Task statement -> A word-for-word copy of the records below is required.

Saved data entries
--*--

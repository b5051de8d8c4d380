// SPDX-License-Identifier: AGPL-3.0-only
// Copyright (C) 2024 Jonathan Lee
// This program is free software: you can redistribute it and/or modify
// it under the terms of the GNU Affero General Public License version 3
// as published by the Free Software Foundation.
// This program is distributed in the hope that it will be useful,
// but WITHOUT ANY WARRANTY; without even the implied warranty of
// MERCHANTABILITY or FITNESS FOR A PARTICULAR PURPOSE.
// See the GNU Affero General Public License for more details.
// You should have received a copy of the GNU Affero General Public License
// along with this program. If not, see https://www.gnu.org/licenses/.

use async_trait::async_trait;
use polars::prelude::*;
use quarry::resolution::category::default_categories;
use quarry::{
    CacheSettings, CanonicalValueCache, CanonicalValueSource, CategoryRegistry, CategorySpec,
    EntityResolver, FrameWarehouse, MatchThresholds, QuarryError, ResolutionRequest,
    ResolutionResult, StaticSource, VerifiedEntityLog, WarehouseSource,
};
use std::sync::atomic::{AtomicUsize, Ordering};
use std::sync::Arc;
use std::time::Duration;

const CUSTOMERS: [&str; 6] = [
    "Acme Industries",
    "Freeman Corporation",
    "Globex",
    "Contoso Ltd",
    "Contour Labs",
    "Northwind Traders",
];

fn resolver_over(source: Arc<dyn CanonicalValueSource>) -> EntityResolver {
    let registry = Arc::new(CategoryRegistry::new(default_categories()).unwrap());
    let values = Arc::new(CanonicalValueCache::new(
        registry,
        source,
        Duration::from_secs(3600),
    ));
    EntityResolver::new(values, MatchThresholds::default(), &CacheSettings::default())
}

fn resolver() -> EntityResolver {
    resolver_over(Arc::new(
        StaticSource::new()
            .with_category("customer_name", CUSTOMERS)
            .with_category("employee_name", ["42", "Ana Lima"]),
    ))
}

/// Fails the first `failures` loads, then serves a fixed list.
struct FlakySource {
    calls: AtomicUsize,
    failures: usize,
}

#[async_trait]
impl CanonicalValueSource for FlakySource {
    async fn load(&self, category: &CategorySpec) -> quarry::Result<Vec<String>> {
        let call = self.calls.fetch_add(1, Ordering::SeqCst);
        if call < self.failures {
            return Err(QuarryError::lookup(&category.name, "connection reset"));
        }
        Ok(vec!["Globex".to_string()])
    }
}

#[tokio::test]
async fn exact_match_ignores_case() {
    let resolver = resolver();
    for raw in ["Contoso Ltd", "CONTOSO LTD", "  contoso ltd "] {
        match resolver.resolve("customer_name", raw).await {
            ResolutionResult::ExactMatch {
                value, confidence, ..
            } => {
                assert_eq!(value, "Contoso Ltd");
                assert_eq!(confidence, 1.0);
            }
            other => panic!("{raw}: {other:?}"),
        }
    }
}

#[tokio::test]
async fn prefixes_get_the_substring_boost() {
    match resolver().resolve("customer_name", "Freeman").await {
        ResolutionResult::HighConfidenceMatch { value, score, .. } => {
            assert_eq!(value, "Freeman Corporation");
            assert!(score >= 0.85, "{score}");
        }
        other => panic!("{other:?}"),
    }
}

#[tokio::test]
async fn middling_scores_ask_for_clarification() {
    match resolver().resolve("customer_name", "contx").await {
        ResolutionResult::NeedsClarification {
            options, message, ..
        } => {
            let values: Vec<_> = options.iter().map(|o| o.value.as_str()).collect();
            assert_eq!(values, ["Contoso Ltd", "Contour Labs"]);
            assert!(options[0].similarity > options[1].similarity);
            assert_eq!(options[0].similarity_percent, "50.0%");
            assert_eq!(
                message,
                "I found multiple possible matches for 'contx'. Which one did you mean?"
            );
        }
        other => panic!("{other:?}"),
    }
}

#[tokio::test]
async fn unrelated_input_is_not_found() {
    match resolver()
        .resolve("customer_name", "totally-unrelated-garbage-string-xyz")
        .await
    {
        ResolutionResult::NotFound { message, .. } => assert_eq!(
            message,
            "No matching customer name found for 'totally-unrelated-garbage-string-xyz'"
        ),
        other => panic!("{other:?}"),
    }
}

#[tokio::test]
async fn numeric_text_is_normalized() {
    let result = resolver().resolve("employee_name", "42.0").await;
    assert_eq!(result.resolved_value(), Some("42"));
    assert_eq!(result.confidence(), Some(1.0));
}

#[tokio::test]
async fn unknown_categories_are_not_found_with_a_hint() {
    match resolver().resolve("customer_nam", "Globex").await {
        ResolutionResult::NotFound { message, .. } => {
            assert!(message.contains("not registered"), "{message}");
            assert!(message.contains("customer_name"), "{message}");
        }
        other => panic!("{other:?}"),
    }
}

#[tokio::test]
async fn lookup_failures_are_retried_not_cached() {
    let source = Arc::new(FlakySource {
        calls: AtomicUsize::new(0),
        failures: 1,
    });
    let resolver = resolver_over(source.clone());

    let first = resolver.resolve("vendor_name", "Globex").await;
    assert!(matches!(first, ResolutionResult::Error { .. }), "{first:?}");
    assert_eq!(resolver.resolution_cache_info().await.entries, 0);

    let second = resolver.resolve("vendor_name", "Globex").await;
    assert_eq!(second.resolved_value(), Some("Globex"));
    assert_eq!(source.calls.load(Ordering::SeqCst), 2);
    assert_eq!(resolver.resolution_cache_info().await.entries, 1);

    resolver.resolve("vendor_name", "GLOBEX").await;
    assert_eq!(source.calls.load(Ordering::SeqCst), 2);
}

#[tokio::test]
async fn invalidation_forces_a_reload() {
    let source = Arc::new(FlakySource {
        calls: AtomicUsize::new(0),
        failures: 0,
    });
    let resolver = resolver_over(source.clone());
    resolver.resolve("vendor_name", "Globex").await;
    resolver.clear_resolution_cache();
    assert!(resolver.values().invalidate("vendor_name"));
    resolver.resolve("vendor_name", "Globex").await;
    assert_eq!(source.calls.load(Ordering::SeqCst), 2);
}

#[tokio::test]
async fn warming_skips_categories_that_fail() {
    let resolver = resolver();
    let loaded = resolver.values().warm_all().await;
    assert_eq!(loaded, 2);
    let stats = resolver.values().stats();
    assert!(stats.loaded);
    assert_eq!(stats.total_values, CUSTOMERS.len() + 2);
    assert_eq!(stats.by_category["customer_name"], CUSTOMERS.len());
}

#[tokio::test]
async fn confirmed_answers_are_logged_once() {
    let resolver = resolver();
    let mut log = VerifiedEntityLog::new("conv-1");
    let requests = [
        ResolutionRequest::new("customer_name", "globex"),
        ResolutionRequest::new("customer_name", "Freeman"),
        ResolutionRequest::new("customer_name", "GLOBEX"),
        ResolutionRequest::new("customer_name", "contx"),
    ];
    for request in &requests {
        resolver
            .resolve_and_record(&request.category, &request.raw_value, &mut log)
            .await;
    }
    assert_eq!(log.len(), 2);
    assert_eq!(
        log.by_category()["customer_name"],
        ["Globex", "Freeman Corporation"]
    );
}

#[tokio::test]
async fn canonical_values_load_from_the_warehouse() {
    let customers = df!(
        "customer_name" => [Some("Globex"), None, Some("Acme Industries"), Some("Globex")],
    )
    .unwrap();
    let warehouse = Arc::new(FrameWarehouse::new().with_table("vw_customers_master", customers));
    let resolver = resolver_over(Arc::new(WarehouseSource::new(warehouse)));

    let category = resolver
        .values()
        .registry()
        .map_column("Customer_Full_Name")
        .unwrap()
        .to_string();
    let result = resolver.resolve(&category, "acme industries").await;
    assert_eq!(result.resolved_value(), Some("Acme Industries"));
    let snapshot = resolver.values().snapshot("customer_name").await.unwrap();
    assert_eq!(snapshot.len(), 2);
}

--*--

Result ->
repository b5051de8d8c4d380
// SPDX-License-Identifier: AGPL-3.0-only
// Copyright (C) 2024 Jonathan Lee
// This program is free software: you can redistribute it and/or modify
// it under the terms of the GNU Affero General Public License version 3
// as published by the Free Software Foundation.
// This program is distributed in the hope that it will be useful,
// but WITHOUT ANY WARRANTY; without even the implied warranty of
// MERCHANTABILITY or FITNESS FOR A PARTICULAR PURPOSE.
// See the GNU Affero General Public License for more details.
// You should have received a copy of the GNU Affero General Public License
// along with this program. If not, see https://www.gnu.org/licenses/.

use async_trait::async_trait;
use polars::prelude::*;
use quarry::resolution::category::default_categories;
use quarry::{
    CacheSettings, CanonicalValueCache, CanonicalValueSource, CategoryRegistry, CategorySpec,
    EntityResolver, FrameWarehouse, MatchThresholds, QuarryError, ResolutionRequest,
    ResolutionResult, StaticSource, VerifiedEntityLog, WarehouseSource,
};
use std::sync::atomic::{AtomicUsize, Ordering};
use std::sync::Arc;
use std::time::Duration;

const CUSTOMERS: [&str; 6] = [
    "Acme Industries",
    "Freeman Corporation",
    "Globex",
    "Contoso Ltd",
    "Contour Labs",
    "Northwind Traders",
];

fn resolver_over(source: Arc<dyn CanonicalValueSource>) -> EntityResolver {
    let registry = Arc::new(CategoryRegistry::new(default_categories()).unwrap());
    let values = Arc::new(CanonicalValueCache::new(
        registry,
        source,
        Duration::from_secs(3600),
    ));
    EntityResolver::new(values, MatchThresholds::default(), &CacheSettings::default())
}

fn resolver() -> EntityResolver {
    resolver_over(Arc::new(
        StaticSource::new()
            .with_category("customer_name", CUSTOMERS)
            .with_category("employee_name", ["42", "Ana Lima"]),
    ))
}

/// Fails the first `failures` loads, then serves a fixed list.
struct FlakySource {
    calls: AtomicUsize,
    failures: usize,
}

#[async_trait]
impl CanonicalValueSource for FlakySource {
    async fn load(&self, category: &CategorySpec) -> quarry::Result<Vec<String>> {
        let call = self.calls.fetch_add(1, Ordering::SeqCst);
        if call < self.failures {
            return Err(QuarryError::lookup(&category.name, "connection reset"));
        }
        Ok(vec!["Globex".to_string()])
    }
}

#[tokio::test]
async fn exact_match_ignores_case() {
    let resolver = resolver();
    for raw in ["Contoso Ltd", "CONTOSO LTD", "  contoso ltd "] {
        match resolver.resolve("customer_name", raw).await {
            ResolutionResult::ExactMatch {
                value, confidence, ..
            } => {
                assert_eq!(value, "Contoso Ltd");
                assert_eq!(confidence, 1.0);
            }
            other => panic!("{raw}: {other:?}"),
        }
    }
}

#[tokio::test]
async fn prefixes_get_the_substring_boost() {
    match resolver().resolve("customer_name", "Freeman").await {
        ResolutionResult::HighConfidenceMatch { value, score, .. } => {
            assert_eq!(value, "Freeman Corporation");
            assert!(score >= 0.85, "{score}");
        }
        other => panic!("{other:?}"),
    }
}

#[tokio::test]
async fn middling_scores_ask_for_clarification() {
    match resolver().resolve("customer_name", "contx").await {
        ResolutionResult::NeedsClarification {
            options, message, ..
        } => {
            let values: Vec<_> = options.iter().map(|o| o.value.as_str()).collect();
            assert_eq!(values, ["Contoso Ltd", "Contour Labs"]);
            assert!(options[0].similarity > options[1].similarity);
            assert_eq!(options[0].similarity_percent, "50.0%");
            assert_eq!(
                message,
                "I found multiple possible matches for 'contx'. Which one did you mean?"
            );
        }
        other => panic!("{other:?}"),
    }
}

#[tokio::test]
async fn unrelated_input_is_not_found() {
    match resolver()
        .resolve("customer_name", "totally-unrelated-garbage-string-xyz")
        .await
    {
        ResolutionResult::NotFound { message, .. } => assert_eq!(
            message,
            "No matching customer name found for 'totally-unrelated-garbage-string-xyz'"
        ),
        other => panic!("{other:?}"),
    }
}

#[tokio::test]
async fn numeric_text_is_normalized() {
    let result = resolver().resolve("employee_name", "42.0").await;
    assert_eq!(result.resolved_value(), Some("42"));
    assert_eq!(result.confidence(), Some(1.0));
}

#[tokio::test]
async fn unknown_categories_are_not_found_with_a_hint() {
    match resolver().resolve("customer_nam", "Globex").await {
        ResolutionResult::NotFound { message, .. } => {
            assert!(message.contains("not registered"), "{message}");
            assert!(message.contains("customer_name"), "{message}");
        }
        other => panic!("{other:?}"),
    }
}

#[tokio::test]
async fn lookup_failures_are_retried_not_cached() {
    let source = Arc::new(FlakySource {
        calls: AtomicUsize::new(0),
        failures: 1,
    });
    let resolver = resolver_over(source.clone());

    let first = resolver.resolve("vendor_name", "Globex").await;
    assert!(matches!(first, ResolutionResult::Error { .. }), "{first:?}");
    assert_eq!(resolver.resolution_cache_info().await.entries, 0);

    let second = resolver.resolve("vendor_name", "Globex").await;
    assert_eq!(second.resolved_value(), Some("Globex"));
    assert_eq!(source.calls.load(Ordering::SeqCst), 2);
    assert_eq!(resolver.resolution_cache_info().await.entries, 1);

    resolver.resolve("vendor_name", "GLOBEX").await;
    assert_eq!(source.calls.load(Ordering::SeqCst), 2);
}

#[tokio::test]
async fn invalidation_forces_a_reload() {
    let source = Arc::new(FlakySource {
        calls: AtomicUsize::new(0),
        failures: 0,
    });
    let resolver = resolver_over(source.clone());
    resolver.resolve("vendor_name", "Globex").await;
    resolver.clear_resolution_cache();
    assert!(resolver.values().invalidate("vendor_name"));
    resolver.resolve("vendor_name", "Globex").await;
    assert_eq!(source.calls.load(Ordering::SeqCst), 2);
}

#[tokio::test]
async fn warming_skips_categories_that_fail() {
    let resolver = resolver();
    let loaded = resolver.values().warm_all().await;
    assert_eq!(loaded, 2);
    let stats = resolver.values().stats();
    assert!(stats.loaded);
    assert_eq!(stats.total_values, CUSTOMERS.len() + 2);
    assert_eq!(stats.by_category["customer_name"], CUSTOMERS.len());
}

#[tokio::test]
async fn confirmed_answers_are_logged_once() {
    let resolver = resolver();
    let mut log = VerifiedEntityLog::new("conv-1");
    let requests = [
        ResolutionRequest::new("customer_name", "globex"),
        ResolutionRequest::new("customer_name", "Freeman"),
        ResolutionRequest::new("customer_name", "GLOBEX"),
        ResolutionRequest::new("customer_name", "contx"),
    ];
    for request in &requests {
        resolver
            .resolve_and_record(&request.category, &request.raw_value, &mut log)
            .await;
    }
    assert_eq!(log.len(), 2);
    assert_eq!(
        log.by_category()["customer_name"],
        ["Globex", "Freeman Corporation"]
    );
}

#[tokio::test]
async fn canonical_values_load_from_the_warehouse() {
    let customers = df!(
        "customer_name" => [Some("Globex"), None, Some("Acme Industries"), Some("Globex")],
    )
    .unwrap();
    let warehouse = Arc::new(FrameWarehouse::new().with_table("vw_customers_master", customers));
    let resolver = resolver_over(Arc::new(WarehouseSource::new(warehouse)));

    let category = resolver
        .values()
        .registry()
        .map_column("Customer_Full_Name")
        .unwrap()
        .to_string();
    let result = resolver.resolve(&category, "acme industries").await;
    assert_eq!(result.resolved_value(), Some("Acme Industries"));
    let snapshot = resolver.values().snapshot("customer_name").await.unwrap();
    assert_eq!(snapshot.len(), 2);
}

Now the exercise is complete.